# [What you have to do]
A line below contains "filename calcprog/src/program/run.rs", and a later one contains "Where a run is". Repeat both, with every line between them, exactly.
== Materials provided
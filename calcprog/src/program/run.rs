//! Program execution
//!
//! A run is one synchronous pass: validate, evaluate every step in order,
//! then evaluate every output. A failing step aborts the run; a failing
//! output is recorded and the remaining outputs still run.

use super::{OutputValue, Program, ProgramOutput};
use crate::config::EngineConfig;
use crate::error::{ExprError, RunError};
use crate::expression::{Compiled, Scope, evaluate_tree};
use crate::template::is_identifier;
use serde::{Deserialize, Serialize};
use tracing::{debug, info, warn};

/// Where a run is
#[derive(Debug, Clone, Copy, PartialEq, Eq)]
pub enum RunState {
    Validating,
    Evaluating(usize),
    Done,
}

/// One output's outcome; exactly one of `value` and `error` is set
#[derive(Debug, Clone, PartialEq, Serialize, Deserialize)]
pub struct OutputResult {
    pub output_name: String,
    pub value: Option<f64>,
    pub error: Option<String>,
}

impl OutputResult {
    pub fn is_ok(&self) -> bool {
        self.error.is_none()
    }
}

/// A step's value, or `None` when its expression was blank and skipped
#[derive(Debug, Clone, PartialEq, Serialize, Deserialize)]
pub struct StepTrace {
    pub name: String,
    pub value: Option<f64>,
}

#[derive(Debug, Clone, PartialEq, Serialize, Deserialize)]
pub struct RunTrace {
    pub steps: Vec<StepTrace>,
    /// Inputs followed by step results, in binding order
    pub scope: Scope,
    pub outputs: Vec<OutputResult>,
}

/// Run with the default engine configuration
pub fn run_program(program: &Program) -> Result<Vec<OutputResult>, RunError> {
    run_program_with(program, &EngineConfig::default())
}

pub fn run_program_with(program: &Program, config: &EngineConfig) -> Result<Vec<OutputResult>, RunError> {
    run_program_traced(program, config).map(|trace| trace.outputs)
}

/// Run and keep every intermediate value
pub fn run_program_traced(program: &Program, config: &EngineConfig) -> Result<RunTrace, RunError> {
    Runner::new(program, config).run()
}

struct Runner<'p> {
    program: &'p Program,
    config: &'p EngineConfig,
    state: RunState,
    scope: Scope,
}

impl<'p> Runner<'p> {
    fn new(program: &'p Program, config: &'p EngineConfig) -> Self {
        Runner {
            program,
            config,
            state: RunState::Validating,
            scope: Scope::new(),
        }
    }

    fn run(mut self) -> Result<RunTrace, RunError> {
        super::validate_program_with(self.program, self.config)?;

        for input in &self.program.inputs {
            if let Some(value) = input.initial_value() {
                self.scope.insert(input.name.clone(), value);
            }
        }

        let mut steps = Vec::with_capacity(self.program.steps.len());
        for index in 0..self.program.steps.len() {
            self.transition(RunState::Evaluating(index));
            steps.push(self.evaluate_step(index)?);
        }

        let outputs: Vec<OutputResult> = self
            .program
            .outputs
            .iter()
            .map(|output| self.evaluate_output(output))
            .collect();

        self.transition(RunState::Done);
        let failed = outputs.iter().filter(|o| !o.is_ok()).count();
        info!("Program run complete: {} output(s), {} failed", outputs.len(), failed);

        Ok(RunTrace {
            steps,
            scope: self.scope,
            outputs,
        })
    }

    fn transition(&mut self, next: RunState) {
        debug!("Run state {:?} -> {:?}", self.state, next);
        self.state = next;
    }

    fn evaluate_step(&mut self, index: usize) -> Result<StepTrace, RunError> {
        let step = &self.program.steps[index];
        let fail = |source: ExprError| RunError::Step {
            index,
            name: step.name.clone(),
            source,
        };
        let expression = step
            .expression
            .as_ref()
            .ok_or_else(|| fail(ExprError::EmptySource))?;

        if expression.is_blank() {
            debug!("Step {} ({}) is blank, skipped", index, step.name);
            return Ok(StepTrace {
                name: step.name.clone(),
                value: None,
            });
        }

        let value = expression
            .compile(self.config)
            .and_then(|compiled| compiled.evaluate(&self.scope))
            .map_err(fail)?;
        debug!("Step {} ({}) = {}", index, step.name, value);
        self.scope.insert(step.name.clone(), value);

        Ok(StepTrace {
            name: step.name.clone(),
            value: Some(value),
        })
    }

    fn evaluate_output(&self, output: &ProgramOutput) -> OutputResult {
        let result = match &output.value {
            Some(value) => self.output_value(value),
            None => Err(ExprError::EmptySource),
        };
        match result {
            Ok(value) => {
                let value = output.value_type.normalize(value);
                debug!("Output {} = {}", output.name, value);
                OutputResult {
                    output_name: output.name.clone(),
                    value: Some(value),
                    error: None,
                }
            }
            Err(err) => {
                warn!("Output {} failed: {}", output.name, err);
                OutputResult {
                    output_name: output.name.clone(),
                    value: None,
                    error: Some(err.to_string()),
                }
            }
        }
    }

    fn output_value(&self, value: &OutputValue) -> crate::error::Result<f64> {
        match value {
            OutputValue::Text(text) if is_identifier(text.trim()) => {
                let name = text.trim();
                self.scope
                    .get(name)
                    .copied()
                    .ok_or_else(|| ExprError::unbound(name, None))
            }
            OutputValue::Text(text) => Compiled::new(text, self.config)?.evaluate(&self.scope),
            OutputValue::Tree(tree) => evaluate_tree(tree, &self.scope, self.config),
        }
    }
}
====
== Materials provided
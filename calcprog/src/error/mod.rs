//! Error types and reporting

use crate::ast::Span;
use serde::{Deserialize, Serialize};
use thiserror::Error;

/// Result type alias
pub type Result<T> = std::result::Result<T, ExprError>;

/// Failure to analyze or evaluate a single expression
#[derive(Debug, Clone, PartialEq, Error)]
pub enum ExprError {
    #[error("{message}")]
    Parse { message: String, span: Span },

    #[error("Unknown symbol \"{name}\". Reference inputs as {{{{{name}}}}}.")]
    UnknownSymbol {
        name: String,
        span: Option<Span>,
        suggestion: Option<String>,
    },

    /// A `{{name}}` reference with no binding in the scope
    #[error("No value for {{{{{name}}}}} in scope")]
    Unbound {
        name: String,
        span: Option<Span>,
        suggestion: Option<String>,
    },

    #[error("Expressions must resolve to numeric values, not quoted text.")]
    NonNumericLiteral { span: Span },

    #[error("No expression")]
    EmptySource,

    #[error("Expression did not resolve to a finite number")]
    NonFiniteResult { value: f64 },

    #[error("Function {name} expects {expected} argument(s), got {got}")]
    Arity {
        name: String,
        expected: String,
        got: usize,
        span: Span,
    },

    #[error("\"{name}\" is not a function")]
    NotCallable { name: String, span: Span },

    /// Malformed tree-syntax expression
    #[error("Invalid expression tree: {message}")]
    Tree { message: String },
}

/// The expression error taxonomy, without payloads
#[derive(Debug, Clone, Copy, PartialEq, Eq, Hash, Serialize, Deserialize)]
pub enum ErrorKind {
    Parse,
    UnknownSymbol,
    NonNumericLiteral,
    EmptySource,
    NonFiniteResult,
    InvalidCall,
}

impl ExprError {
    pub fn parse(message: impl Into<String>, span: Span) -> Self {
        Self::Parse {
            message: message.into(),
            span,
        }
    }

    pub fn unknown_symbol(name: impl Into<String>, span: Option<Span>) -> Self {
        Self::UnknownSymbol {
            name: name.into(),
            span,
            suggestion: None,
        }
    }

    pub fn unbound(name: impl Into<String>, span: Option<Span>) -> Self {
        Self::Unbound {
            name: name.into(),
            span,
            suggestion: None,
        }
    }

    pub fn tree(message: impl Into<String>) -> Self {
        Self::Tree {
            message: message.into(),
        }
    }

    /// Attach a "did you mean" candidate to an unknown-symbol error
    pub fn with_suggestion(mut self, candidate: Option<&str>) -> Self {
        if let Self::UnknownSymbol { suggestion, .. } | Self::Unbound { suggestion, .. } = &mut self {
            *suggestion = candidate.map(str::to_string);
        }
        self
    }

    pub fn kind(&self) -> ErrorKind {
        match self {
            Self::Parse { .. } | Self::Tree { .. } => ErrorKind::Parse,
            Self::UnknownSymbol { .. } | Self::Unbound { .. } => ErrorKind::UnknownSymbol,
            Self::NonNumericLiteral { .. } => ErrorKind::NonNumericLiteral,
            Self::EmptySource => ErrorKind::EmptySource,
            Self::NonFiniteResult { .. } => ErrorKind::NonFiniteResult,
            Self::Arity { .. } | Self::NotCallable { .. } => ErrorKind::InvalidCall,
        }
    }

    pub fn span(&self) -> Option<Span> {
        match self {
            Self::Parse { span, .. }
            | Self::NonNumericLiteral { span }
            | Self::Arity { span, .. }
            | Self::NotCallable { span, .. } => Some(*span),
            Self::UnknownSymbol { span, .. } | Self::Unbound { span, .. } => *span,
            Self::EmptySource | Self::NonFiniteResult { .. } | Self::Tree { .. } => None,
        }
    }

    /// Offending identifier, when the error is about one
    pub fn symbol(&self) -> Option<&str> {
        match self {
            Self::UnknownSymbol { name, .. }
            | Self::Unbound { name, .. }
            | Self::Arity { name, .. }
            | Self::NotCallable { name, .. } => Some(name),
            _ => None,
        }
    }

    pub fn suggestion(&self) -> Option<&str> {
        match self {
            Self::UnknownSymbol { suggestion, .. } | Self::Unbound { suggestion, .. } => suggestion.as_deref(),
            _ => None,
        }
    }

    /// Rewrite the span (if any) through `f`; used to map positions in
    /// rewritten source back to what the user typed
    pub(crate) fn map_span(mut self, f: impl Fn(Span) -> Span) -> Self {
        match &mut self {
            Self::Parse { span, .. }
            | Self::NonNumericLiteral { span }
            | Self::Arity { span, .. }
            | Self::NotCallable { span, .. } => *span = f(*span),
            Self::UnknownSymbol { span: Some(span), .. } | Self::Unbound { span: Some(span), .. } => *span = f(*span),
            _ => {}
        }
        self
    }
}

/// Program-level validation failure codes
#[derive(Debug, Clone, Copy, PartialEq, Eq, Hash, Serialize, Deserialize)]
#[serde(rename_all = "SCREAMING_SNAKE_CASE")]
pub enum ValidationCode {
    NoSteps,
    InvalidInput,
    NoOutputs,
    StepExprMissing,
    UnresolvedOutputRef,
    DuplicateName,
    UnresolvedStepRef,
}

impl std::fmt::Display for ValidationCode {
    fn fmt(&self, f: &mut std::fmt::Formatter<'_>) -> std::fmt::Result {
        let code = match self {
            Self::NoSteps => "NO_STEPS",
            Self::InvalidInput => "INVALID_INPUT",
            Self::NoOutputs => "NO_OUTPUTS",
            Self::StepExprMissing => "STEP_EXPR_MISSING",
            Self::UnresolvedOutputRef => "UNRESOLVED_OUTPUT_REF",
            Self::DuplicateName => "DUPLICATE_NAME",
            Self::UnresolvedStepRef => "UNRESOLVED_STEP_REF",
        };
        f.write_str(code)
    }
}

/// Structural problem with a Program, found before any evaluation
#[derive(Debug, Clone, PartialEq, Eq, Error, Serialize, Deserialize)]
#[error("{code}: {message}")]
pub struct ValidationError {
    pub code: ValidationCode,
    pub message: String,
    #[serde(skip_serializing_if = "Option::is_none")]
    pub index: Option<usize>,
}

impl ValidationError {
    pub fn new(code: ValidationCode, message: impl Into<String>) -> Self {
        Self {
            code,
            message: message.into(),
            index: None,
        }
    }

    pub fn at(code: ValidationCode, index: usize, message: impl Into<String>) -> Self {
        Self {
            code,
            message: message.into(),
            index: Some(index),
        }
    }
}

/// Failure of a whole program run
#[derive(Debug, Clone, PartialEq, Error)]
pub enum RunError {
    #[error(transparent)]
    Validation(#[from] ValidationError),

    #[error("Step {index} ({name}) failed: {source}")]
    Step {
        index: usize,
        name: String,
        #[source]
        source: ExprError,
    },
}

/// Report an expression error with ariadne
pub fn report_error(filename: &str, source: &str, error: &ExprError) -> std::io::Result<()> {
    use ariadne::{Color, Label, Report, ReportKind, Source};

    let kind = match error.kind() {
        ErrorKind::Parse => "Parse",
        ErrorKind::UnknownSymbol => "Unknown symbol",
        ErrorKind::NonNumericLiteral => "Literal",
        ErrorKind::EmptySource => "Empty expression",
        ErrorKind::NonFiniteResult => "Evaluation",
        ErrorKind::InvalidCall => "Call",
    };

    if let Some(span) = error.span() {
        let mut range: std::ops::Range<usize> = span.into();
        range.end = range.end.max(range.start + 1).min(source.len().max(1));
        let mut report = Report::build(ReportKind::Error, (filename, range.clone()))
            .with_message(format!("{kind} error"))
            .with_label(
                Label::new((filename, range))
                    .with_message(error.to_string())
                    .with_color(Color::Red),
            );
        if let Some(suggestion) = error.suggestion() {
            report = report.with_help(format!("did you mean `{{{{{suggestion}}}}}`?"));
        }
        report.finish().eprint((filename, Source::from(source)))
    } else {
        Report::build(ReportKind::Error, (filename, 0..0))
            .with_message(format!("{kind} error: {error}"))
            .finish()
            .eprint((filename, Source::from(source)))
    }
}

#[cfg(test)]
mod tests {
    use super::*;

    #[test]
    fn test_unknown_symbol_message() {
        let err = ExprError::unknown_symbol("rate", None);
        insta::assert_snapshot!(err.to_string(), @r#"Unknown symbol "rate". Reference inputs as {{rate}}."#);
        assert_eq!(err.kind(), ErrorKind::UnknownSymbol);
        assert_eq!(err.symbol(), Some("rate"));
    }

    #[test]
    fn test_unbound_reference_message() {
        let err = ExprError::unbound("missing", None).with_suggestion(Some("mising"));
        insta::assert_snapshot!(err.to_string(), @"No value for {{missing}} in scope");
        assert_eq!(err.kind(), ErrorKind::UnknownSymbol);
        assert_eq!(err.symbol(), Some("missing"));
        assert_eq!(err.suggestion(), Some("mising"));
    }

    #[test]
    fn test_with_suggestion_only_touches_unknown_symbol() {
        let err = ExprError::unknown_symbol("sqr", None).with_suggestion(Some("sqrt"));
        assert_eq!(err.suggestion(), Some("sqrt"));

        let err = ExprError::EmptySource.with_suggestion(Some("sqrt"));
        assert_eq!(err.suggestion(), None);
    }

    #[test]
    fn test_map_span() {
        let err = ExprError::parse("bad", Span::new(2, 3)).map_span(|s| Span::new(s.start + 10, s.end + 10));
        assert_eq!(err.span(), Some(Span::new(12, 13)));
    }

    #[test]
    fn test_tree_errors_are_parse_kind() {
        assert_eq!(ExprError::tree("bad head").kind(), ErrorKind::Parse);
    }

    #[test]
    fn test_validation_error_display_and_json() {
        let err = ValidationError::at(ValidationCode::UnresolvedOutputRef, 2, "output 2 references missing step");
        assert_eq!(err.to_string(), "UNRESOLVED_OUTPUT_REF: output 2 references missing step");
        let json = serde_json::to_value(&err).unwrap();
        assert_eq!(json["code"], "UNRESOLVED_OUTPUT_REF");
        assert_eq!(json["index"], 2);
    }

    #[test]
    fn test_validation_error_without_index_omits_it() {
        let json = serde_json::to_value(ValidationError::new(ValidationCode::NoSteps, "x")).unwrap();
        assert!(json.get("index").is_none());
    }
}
====
== Materials provided
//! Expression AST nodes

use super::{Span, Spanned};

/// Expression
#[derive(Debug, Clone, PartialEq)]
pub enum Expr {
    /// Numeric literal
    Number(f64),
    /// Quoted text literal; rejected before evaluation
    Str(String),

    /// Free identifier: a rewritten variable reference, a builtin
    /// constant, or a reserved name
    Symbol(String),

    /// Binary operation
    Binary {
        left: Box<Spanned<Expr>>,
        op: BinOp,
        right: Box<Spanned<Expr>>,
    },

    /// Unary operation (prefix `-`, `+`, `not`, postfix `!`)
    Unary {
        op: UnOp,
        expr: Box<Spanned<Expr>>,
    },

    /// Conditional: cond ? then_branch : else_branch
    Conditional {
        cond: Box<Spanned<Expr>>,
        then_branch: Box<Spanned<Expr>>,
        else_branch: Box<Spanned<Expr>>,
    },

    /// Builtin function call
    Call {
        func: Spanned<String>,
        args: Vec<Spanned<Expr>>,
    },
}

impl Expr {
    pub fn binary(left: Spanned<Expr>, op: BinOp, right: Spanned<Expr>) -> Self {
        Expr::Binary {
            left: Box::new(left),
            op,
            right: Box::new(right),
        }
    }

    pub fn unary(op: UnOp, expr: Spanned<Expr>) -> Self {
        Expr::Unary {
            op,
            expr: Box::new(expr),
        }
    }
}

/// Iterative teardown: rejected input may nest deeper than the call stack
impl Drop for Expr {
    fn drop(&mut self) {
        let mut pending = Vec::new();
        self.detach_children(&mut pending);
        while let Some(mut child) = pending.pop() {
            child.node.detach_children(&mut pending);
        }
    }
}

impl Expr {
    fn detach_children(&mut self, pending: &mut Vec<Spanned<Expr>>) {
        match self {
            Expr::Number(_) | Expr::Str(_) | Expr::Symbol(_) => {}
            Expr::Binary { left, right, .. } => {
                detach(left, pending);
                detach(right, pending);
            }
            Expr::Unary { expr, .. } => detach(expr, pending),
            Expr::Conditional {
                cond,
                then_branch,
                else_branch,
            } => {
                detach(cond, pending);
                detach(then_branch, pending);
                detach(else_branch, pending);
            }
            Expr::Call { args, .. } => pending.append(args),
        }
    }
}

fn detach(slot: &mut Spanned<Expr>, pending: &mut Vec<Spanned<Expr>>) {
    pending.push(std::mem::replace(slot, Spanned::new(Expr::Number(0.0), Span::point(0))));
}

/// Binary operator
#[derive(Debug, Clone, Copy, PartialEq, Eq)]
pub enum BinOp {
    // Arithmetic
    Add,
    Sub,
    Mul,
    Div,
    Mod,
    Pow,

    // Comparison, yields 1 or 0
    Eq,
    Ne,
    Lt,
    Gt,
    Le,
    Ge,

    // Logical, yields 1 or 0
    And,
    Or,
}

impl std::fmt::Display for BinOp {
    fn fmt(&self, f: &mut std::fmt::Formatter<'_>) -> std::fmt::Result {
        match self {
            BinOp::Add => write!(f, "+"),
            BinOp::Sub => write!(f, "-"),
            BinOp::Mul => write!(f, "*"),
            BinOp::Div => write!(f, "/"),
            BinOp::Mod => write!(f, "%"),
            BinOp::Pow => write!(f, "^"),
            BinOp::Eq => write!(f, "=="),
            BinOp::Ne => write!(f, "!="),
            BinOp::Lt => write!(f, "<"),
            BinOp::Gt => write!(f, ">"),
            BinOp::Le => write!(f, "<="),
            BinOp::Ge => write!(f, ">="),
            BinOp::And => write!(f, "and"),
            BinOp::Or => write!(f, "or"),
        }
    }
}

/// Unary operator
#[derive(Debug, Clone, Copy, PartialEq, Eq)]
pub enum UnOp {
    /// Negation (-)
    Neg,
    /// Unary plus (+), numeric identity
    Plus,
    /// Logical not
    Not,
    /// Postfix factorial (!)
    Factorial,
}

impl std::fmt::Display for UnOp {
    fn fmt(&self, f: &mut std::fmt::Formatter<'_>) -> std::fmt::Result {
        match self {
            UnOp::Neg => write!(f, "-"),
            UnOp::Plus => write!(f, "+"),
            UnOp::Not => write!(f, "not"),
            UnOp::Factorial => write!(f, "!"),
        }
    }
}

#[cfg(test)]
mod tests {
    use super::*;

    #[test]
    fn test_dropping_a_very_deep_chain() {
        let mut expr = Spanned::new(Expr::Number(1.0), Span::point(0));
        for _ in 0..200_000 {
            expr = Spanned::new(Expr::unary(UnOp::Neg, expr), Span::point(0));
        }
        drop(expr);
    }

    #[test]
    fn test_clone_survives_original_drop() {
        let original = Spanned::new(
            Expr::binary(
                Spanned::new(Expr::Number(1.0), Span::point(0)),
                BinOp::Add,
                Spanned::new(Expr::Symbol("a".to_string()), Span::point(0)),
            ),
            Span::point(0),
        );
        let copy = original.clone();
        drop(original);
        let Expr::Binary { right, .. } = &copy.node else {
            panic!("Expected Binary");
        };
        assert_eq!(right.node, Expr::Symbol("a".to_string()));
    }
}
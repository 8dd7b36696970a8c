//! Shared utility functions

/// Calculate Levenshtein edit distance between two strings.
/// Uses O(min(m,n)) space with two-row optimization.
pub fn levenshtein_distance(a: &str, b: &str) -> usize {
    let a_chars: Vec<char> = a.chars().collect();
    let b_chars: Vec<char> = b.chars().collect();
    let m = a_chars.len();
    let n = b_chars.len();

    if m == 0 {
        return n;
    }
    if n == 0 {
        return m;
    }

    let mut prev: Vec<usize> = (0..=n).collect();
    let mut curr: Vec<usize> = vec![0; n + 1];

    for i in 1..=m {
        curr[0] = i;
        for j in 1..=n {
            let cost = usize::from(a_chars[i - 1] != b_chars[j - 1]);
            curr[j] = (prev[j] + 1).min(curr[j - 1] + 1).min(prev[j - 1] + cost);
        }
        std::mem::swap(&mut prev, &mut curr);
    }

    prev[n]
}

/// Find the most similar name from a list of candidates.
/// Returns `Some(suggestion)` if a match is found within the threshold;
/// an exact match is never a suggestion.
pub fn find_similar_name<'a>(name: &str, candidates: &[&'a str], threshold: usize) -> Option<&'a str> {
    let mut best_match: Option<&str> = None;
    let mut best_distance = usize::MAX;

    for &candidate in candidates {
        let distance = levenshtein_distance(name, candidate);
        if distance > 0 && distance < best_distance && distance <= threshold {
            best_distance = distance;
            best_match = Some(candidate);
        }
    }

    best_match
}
====
# [Solution]
filename calcprog/src/program/run.rs
//! Program execution
//!
//! A run is one synchronous pass: validate, evaluate every step in order,
//! then evaluate every output. A failing step aborts the run; a failing
//! output is recorded and the remaining outputs still run.

use super::{OutputValue, Program, ProgramOutput};
use crate::config::EngineConfig;
use crate::error::{ExprError, RunError};
use crate::expression::{Compiled, Scope, evaluate_tree};
use crate::template::is_identifier;
use serde::{Deserialize, Serialize};
use tracing::{debug, info, warn};

/// Where a run is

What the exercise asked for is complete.